Understanding these trade-offs is crucial, but how do you decide which quantization type to use in practice? To help simplify this decision based on your specific hardware and use case, Fig. 10 provides a summarize guide for selecting the appropriate quantization type based on system specifications. It categorizes use cases from low-RAM (4GB or less) devices to high-performance setups (16GB+ RAM, strong GPUs or CPUs). The recommended quantization levels range from Q2_K for minimal resources to Q8_0 for the highest quality and accuracy.
LLM Serving
Okay, so we've talked about getting these LLMs running inference, which is basically asking them to do their thing. But how do we make that inference available to everyone who wants to use it? That's where LLM serving comes in, and it's a whole different ballgame we need to dive into.
Model serving has emerged as a critical component in the machine learning lifecycle, enabling organizations to transform trained models into valuable business applications. It is the broader infrastructure and system design (Fig. 11) that enables inference at scale and involves deploying the trained model as an API or service (via REST or gRPC APIs) that can handle multiple inference requests from users or applications. Model serving ensures that inference is efficient, scalable, and reliable. Organizations can implement model serving through several architectural patterns, each offering different trade-offs in terms of complexity, resource efficiency, and operational characteristics.
Let's break down how an LLM actually works in a system. Check out Figure 12. You will see the LLM at the heart of it all. To get it to do its thing, we use an inference library – that's the magic behind running the model. You can choose to run it on a CPU or, for a speed boost, a GPU. And to connect everything together, there's an API, acting as the bridge for users and other systems to interact with the LLM.

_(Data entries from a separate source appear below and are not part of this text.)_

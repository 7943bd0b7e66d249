use ahash::{AHashMap, AHashSet};
use edualign_core::{College, CollegeRecord, EarningsDistribution, Error, Result, ScoreScale};
use std::fs::File;
use std::io::BufReader;
use std::path::Path;
use std::sync::Arc;

/// Read-only college catalog, loaded once at startup
#[derive(Debug, Default)]
pub struct CollegeCatalog {
    /// Ordered by institution id
    colleges: Vec<Arc<College>>,
    by_id: AHashMap<u32, usize>,
    /// Subset of `colleges` with a complete experience profile
    candidates: Vec<Arc<College>>,
    earnings: EarningsDistribution,
}

impl CollegeCatalog {
    pub fn empty() -> Self {
        Self::default()
    }

    /// Load a JSON array of college records
    pub fn load<P: AsRef<Path>>(path: P, scale: ScoreScale) -> Result<Self> {
        let path = path.as_ref();
        let file = File::open(path)?;
        let records: Vec<CollegeRecord> = serde_json::from_reader(BufReader::new(file))
            .map_err(|e| Error::Serialization(format!("{}: {}", path.display(), e)))?;

        let catalog = Self::from_records(records, scale);
        tracing::info!(
            path = %path.display(),
            colleges = catalog.len(),
            candidates = catalog.candidate_count(),
            "Loaded college catalog"
        );
        Ok(catalog)
    }

    /// Like [`load`](Self::load), but a missing file gives an empty catalog
    pub fn load_or_empty<P: AsRef<Path>>(path: P, scale: ScoreScale) -> Result<Self> {
        let path = path.as_ref();
        if !path.exists() {
            tracing::warn!(path = %path.display(), "College catalog not found, starting empty");
            return Ok(Self::empty());
        }
        Self::load(path, scale)
    }

    pub fn from_records(records: Vec<CollegeRecord>, scale: ScoreScale) -> Self {
        let mut colleges: Vec<College> = Vec::with_capacity(records.len());
        let mut seen = AHashSet::with_capacity(records.len());

        for record in records {
            let (college, problem) = record.into_college(scale);
            if let Some(problem) = problem {
                tracing::debug!(
                    id = college.id,
                    error = %problem,
                    "Experience scores unusable, excluded from matching"
                );
            }
            if !seen.insert(college.id) {
                tracing::warn!(id = college.id, "Duplicate institution id, keeping first record");
                continue;
            }
            colleges.push(college);
        }

        colleges.sort_by_key(|c| c.id);
        let colleges: Vec<Arc<College>> = colleges.into_iter().map(Arc::new).collect();
        let by_id = colleges
            .iter()
            .enumerate()
            .map(|(i, c)| (c.id, i))
            .collect();
        let candidates = colleges
            .iter()
            .filter(|c| c.is_candidate())
            .cloned()
            .collect();
        let earnings = EarningsDistribution::from_colleges(colleges.iter().map(|c| c.as_ref()));

        Self {
            colleges,
            by_id,
            candidates,
            earnings,
        }
    }

    pub fn get(&self, id: u32) -> Option<&Arc<College>> {
        self.by_id.get(&id).map(|&i| &self.colleges[i])
    }

    /// Case-insensitive name substring and exact state filter, in id order
    pub fn search(&self, name: Option<&str>, state: Option<&str>, limit: usize) -> Vec<Arc<College>> {
        let needle = name
            .map(str::trim)
            .filter(|n| !n.is_empty())
            .map(str::to_lowercase);
        let state = state.map(str::trim).filter(|s| !s.is_empty());

        self.colleges
            .iter()
            .filter(|c| {
                needle
                    .as_deref()
                    .map_or(true, |n| c.name.to_lowercase().contains(n))
            })
            .filter(|c| {
                state.map_or(true, |s| {
                    c.state.as_deref().is_some_and(|cs| cs.eq_ignore_ascii_case(s))
                })
            })
            .take(limit)
            .cloned()
            .collect()
    }

    /// Colleges eligible for matching
    pub fn candidates(&self) -> &[Arc<College>] {
        &self.candidates
    }

    /// Median earnings of every college that reports them
    pub fn earnings(&self) -> &EarningsDistribution {
        &self.earnings
    }

    pub fn all(&self) -> &[Arc<College>] {
        &self.colleges
    }

    pub fn len(&self) -> usize {
        self.colleges.len()
    }

    pub fn is_empty(&self) -> bool {
        self.colleges.is_empty()
    }

    pub fn candidate_count(&self) -> usize {
        self.candidates.len()
    }
}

LLM Serving Frameworks for Different Scenarios
The landscape of LLM serving frameworks has expanded rapidly, with various solutions addressing different aspects of the serving challenge. These frameworks can be categorized based on their primary focus and capabilities, making them suitable for different deployment scenarios.
Lightweight Local LLM Hosting Frameworks
These frameworks are designed to run LLMs efficiently on consumer hardware (like CPU/GPU). They prioritize ease of use and minimal resource consumption, making LLMs accessible to a wider audience without requiring high-end servers. This allows for experimentation and development on personal devices.
Advanced LLM Inference Frameworks
For high-performance LLM hosting on GPUs and multi-node clusters. These frameworks are essential for applications requiring low latency and high throughput, particularly when dealing with large models and complex workloads. They leverage optimized techniques like tensor parallelism, KV Caching, pageAttention and distributed computing to maximize performance.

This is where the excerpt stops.